#### [WHAT THIS TASK INVOLVES]
Set down exactly the first line of the entries and every line after it, through the line with "pub fn sent_to(&self, chat_id: ChatId)".

#### [SOURCE MATERIAL]
____________

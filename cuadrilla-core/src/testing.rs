//! Recording stand-ins for the platform collaborators. Used by the test
//! suites and by local runs without a chat platform.

use async_trait::async_trait;
use std::collections::{HashMap, HashSet};
use std::sync::atomic::{AtomicI64, Ordering};
use std::sync::Mutex;

use crate::error::CollaboratorError;
use crate::member::{ChatId, MemberId, MemberRef, MessageId};
use crate::platform::{
    CollaboratorResult, IntroductionJudge, Keyboard, MemberRole, MembershipControl,
    NotificationChannel, TopicSource,
};

fn lock<T>(m: &Mutex<T>) -> std::sync::MutexGuard<'_, T> {
    m.lock().unwrap_or_else(|e| e.into_inner())
}

#[derive(Debug, Clone, PartialEq, Eq)]
pub struct SentMessage {
    pub chat_id: ChatId,
    pub message_id: MessageId,
    pub text: String,
    pub keyboard: Option<Keyboard>,
}

#[derive(Debug, Default)]
pub struct RecordingChannel {
    next_id: AtomicI64,
    sent: Mutex<Vec<SentMessage>>,
    direct: Mutex<Vec<(MemberId, String)>>,
    pinned: Mutex<Vec<(ChatId, MessageId)>>,
    unpinned: Mutex<Vec<(ChatId, MessageId)>>,
    unreachable: Mutex<HashSet<MemberId>>,
}

impl RecordingChannel {
    pub fn new() -> Self {
        Self::default()
    }

    /// Direct messages to `member_id` will fail, as when the member blocked
    /// the bot.
    pub fn block_direct_messages(&self, member_id: MemberId) {
        lock(&self.unreachable).insert(member_id);
    }

    pub fn sent(&self) -> Vec<SentMessage> {
        lock(&self.sent).clone()
    }

    pub fn sent_to(&self, chat_id: ChatId) -> Vec<String> {
        lock(&self.sent)
            .iter()
            .filter(|m| m.chat_id == chat_id)
            .map(|m| m.text.clone())
            .collect()
    }

    pub fn direct_messages(&self) -> Vec<(MemberId, String)> {
        lock(&self.direct).clone()
    }

    pub fn pinned(&self) -> Vec<(ChatId, MessageId)> {
        lock(&self.pinned).clone()
    }

    pub fn unpinned(&self) -> Vec<(ChatId, MessageId)> {
        lock(&self.unpinned).clone()
    }
}

#[async_trait]
impl NotificationChannel for RecordingChannel {
    async fn send_direct_message(&self, member_id: MemberId, text: &str) -> CollaboratorResult<()> {
        if lock(&self.unreachable).contains(&member_id) {
            return Err(CollaboratorError::Rejected(format!("member {member_id} blocked the bot")));
        }
        lock(&self.direct).push((member_id, text.to_string()));
        Ok(())
    }

    async fn send_message(
        &self,
        chat_id: ChatId,
        text: &str,
        keyboard: Option<&Keyboard>,
    ) -> CollaboratorResult<MessageId> {
        let message_id = self.next_id.fetch_add(1, Ordering::SeqCst) + 1;
        lock(&self.sent).push(SentMessage {
            chat_id,
            message_id,
            text: text.to_string(),
            keyboard: keyboard.cloned(),
        });
        Ok(message_id)
    }

    async fn pin_message(&self, chat_id: ChatId, message_id: MessageId) -> CollaboratorResult<()> {
        lock(&self.pinned).push((chat_id, message_id));
        Ok(())
    }

    async fn unpin_message(&self, chat_id: ChatId, message_id: MessageId) -> CollaboratorResult<()> {
        lock(&self.unpinned).push((chat_id, message_id));
        Ok(())
    }
}

#[derive(Debug, Default)]
pub struct RecordingMembership {
    removed: Mutex<Vec<MemberId>>,
    unbanned: Mutex<Vec<MemberId>>,
    failing_removals: Mutex<HashSet<MemberId>>,
    roles: Mutex<HashMap<MemberId, MemberRole>>,
}

impl RecordingMembership {
    pub fn new() -> Self {
        Self::default()
    }

    pub fn fail_removal_of(&self, member_id: MemberId, fail: bool) {
        let mut failing = lock(&self.failing_removals);
        if fail {
            failing.insert(member_id);
        } else {
            failing.remove(&member_id);
        }
    }

    pub fn set_role(&self, member_id: MemberId, role: MemberRole) {
        lock(&self.roles).insert(member_id, role);
    }

    pub fn removed(&self) -> Vec<MemberId> {
        lock(&self.removed).clone()
    }

    pub fn unbanned(&self) -> Vec<MemberId> {
        lock(&self.unbanned).clone()
    }
}

#[async_trait]
impl MembershipControl for RecordingMembership {
    async fn remove_member(&self, _group_id: ChatId, member_id: MemberId) -> CollaboratorResult<()> {
        if lock(&self.failing_removals).contains(&member_id) {
            return Err(CollaboratorError::Unavailable("removal refused".to_string()));
        }
        lock(&self.removed).push(member_id);
        Ok(())
    }

    async fn unban_member(&self, _group_id: ChatId, member_id: MemberId) -> CollaboratorResult<()> {
        lock(&self.unbanned).push(member_id);
        Ok(())
    }

    async fn get_member_role(&self, _group_id: ChatId, member_id: MemberId) -> CollaboratorResult<MemberRole> {
        Ok(lock(&self.roles)
            .get(&member_id)
            .copied()
            .unwrap_or(MemberRole::Member))
    }
}

/// Accepts any message containing one of the given words; errors when
/// built with [`KeywordJudge::unavailable`].
#[derive(Debug, Clone)]
pub struct KeywordJudge {
    keywords: Vec<String>,
    available: bool,
}

impl KeywordJudge {
    pub fn new<'a>(keywords: impl IntoIterator<Item = &'a str>) -> Self {
        Self {
            keywords: keywords.into_iter().map(|k| k.to_lowercase()).collect(),
            available: true,
        }
    }

    pub fn unavailable() -> Self {
        Self {
            keywords: Vec::new(),
            available: false,
        }
    }
}

#[async_trait]
impl IntroductionJudge for KeywordJudge {
    async fn is_acceptable_introduction(&self, _member: &MemberRef, text: &str) -> CollaboratorResult<bool> {
        if !self.available {
            return Err(CollaboratorError::Unavailable("judge offline".to_string()));
        }
        let lower = text.to_lowercase();
        Ok(self.keywords.iter().any(|k| lower.contains(k)))
    }
}

#[derive(Debug, Clone)]
pub struct FixedTopic(pub Option<String>);

#[async_trait]
impl TopicSource for FixedTopic {
    async fn generate_topic(&self) -> CollaboratorResult<String> {
        self.0
            .clone()
            .ok_or_else(|| CollaboratorError::Unavailable("no topic".to_string()))
    }
}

____________

#### [RESPONSE TO THE EXERCISE]
filename cuadrilla-core/src/testing.rs
//! Recording stand-ins for the platform collaborators. Used by the test
//! suites and by local runs without a chat platform.

use async_trait::async_trait;
use std::collections::{HashMap, HashSet};
use std::sync::atomic::{AtomicI64, Ordering};
use std::sync::Mutex;

use crate::error::CollaboratorError;
use crate::member::{ChatId, MemberId, MemberRef, MessageId};
use crate::platform::{
    CollaboratorResult, IntroductionJudge, Keyboard, MemberRole, MembershipControl,
    NotificationChannel, TopicSource,
};

fn lock<T>(m: &Mutex<T>) -> std::sync::MutexGuard<'_, T> {
    m.lock().unwrap_or_else(|e| e.into_inner())
}

#[derive(Debug, Clone, PartialEq, Eq)]
pub struct SentMessage {
    pub chat_id: ChatId,
    pub message_id: MessageId,
    pub text: String,
    pub keyboard: Option<Keyboard>,
}

#[derive(Debug, Default)]
pub struct RecordingChannel {
    next_id: AtomicI64,
    sent: Mutex<Vec<SentMessage>>,
    direct: Mutex<Vec<(MemberId, String)>>,
    pinned: Mutex<Vec<(ChatId, MessageId)>>,
    unpinned: Mutex<Vec<(ChatId, MessageId)>>,
    unreachable: Mutex<HashSet<MemberId>>,
}

impl RecordingChannel {
    pub fn new() -> Self {
        Self::default()
    }

    /// Direct messages to `member_id` will fail, as when the member blocked
    /// the bot.
    pub fn block_direct_messages(&self, member_id: MemberId) {
        lock(&self.unreachable).insert(member_id);
    }

    pub fn sent(&self) -> Vec<SentMessage> {
        lock(&self.sent).clone()
    }

    pub fn sent_to(&self, chat_id: ChatId) -> Vec<String> {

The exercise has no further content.